Early Childhood Development Agency
- Logo of the Early Childhood Development Agency

Agency overview
- Formed: 1 April 2013; 13 years ago
- Jurisdiction: Government of Singapore
- Headquarters: 51 Cuppage Road, #08-01, Singapore 229469
- Agency executive: Ku Geok Boon, Chief Executive Officer;
- Parent agency: Ministry of Social and Family Development Ministry of Education
- Website: www.ecda.gov.sg

= Early Childhood Development Agency =

Autonomous Agency in Singapore

The Early Childhood Development Agency (ECDA; Agensi Pembangunan Awal Kanak-kanak; 幼儿培育署; ஆரம்பகால பாலர்பருவ மேம்பாட்டு வாரியம்) is an autonomous government agency of the Ministry of Social and Family Development (MSF) that manages the early childhood education sector such as overseeing the development of childcare centres and kindergartens in Singapore.

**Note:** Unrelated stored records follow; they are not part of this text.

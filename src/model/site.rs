use serde::Serialize;

#[derive(Serialize, Debug, Clone, PartialEq)]
pub struct NavLink {
    pub name: &'static str,
    pub href: &'static str,
}

#[derive(Serialize, Debug, Clone)]
pub struct HeadlineStat {
    pub value: i64,
    pub suffix: String,
    pub label: String,
}

impl HeadlineStat {
    pub fn new(value: i64, suffix: &str, label: &str) -> Self {
        Self {
            value,
            suffix: suffix.into(),
            label: label.into(),
        }
    }
}

#[derive(Serialize, Debug, Clone)]
pub struct Feature {
    pub title: String,
    pub description: String,
}

impl Feature {
    pub fn new(title: &str, description: &str) -> Self {
        Self {
            title: title.into(),
            description: description.into(),
        }
    }
}

#[derive(Serialize, Debug, Clone)]
pub struct Testimonial {
    pub content: String,
    pub author: String,
    pub role: String,
    pub avatar: String,
    pub rating: i32,
}

impl Testimonial {
    pub fn new(content: &str, author: &str, role: &str) -> Self {
        Self {
            content: content.into(),
            author: author.into(),
            role: role.into(),
            avatar: crate::utils::generator::initials(author),
            rating: 5,
        }
    }
}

The agency is jointly overseen by the Ministry of Social and Family Development (MSF) and Ministry of Education (MOE).

== History ==
The idea of having an agency for early childhood was first proposed during the 2012 National Day Rally by Prime Minister Lee Hsien Loong as a statutory board, being part of a plan to raise early childhood education standards in Singapore. Before the agency was formed, kindergartens and childcare centres were managed by the Ministry of Education's Pre-school Education Branch and Ministry of Social and Family Development's Child Care Division respectively.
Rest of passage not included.